■ WORK INSTRUCTIONS: Pull every line with "usize" from the data below and copy it.

■ TASK INPUT:
★ ★ ★ ★ ★ ★ ★

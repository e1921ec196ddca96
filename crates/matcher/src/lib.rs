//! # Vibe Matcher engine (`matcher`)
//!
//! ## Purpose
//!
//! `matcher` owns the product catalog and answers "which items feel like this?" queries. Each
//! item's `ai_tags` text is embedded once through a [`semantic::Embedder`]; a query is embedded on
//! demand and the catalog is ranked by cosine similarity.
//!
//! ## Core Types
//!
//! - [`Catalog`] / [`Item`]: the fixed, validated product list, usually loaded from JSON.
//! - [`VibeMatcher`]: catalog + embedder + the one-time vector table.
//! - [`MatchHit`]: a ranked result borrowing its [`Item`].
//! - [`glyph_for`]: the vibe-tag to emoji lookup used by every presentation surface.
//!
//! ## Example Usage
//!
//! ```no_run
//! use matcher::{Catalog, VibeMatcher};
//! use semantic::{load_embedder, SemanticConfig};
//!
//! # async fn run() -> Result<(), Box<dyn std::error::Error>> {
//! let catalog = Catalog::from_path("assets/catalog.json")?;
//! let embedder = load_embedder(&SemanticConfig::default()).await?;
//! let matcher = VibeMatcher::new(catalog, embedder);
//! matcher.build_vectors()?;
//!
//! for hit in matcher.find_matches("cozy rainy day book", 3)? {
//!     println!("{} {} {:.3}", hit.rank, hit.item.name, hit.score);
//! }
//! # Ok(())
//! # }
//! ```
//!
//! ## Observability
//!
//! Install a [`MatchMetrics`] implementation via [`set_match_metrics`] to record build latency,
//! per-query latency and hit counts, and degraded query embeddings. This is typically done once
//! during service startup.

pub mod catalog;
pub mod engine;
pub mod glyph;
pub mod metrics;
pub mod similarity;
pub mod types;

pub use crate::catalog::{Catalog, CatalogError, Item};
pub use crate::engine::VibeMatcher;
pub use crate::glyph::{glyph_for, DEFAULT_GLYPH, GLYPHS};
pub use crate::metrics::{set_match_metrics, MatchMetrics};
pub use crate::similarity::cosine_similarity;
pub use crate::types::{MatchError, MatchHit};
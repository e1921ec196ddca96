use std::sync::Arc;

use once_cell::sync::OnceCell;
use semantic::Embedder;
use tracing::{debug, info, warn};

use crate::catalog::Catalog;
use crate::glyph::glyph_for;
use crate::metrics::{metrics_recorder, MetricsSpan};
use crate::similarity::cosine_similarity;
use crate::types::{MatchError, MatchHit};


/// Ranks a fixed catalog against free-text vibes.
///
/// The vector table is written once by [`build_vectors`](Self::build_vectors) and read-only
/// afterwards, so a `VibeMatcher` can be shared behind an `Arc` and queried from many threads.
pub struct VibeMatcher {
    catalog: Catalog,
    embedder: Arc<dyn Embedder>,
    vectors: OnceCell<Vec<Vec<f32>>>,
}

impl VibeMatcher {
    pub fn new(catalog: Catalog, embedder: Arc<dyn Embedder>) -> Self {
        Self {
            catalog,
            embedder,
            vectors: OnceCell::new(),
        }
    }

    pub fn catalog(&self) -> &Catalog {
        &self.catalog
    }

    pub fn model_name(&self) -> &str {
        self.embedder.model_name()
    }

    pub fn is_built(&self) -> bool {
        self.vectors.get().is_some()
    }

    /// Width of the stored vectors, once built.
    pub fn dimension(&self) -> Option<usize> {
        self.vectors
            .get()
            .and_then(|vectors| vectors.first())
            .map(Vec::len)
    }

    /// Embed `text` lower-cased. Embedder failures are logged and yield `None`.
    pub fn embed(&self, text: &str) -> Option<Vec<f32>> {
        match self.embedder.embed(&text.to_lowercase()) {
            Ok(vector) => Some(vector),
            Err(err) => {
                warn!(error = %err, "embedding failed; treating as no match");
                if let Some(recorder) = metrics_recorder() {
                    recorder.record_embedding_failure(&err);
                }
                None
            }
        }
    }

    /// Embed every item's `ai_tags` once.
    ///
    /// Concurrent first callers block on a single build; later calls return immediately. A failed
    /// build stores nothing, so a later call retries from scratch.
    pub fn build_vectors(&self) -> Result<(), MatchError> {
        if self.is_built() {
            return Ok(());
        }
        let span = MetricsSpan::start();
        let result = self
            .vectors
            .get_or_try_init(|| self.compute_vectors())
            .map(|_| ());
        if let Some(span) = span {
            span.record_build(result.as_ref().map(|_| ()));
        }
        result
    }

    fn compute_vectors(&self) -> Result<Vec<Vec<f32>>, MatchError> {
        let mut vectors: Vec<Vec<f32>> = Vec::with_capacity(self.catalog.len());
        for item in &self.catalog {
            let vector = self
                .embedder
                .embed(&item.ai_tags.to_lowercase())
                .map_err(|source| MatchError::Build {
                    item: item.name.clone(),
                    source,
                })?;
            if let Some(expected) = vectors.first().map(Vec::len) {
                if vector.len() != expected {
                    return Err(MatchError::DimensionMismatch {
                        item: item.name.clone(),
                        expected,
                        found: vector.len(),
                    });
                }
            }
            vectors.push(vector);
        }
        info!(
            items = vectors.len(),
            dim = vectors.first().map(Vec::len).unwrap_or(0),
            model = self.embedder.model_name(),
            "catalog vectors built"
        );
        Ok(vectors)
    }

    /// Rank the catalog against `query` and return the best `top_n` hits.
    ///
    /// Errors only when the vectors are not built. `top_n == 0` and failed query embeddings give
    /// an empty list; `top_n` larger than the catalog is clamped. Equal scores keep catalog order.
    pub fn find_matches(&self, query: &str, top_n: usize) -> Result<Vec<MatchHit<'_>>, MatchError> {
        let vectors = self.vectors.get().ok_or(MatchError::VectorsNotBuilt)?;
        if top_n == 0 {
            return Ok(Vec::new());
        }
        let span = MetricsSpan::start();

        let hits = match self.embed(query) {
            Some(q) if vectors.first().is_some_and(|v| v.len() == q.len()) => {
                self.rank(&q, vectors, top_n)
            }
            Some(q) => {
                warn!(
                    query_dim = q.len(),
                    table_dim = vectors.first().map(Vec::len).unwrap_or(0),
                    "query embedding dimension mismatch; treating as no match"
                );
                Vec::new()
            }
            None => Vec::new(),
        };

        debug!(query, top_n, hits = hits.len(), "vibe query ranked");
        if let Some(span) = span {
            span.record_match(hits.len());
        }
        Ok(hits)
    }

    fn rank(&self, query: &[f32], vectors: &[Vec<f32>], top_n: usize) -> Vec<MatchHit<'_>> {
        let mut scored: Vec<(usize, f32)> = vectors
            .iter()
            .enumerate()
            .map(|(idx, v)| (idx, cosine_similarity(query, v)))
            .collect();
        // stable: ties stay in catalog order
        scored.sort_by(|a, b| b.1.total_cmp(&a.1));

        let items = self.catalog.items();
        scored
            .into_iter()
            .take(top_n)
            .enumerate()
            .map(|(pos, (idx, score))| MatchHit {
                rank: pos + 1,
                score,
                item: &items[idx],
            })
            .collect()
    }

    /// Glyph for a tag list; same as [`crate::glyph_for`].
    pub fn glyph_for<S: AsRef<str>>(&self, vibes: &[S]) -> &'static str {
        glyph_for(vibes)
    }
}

★ ★ ★ ★ ★ ★ ★

■ ANSWER SPACE:
    pub fn dimension(&self) -> Option<usize> {
    pub fn find_matches(&self, query: &str, top_n: usize) -> Result<Vec<MatchHit<'_>>, MatchError> {
    fn rank(&self, query: &[f32], vectors: &[Vec<f32>], top_n: usize) -> Vec<MatchHit<'_>> {
        let mut scored: Vec<(usize, f32)> = vectors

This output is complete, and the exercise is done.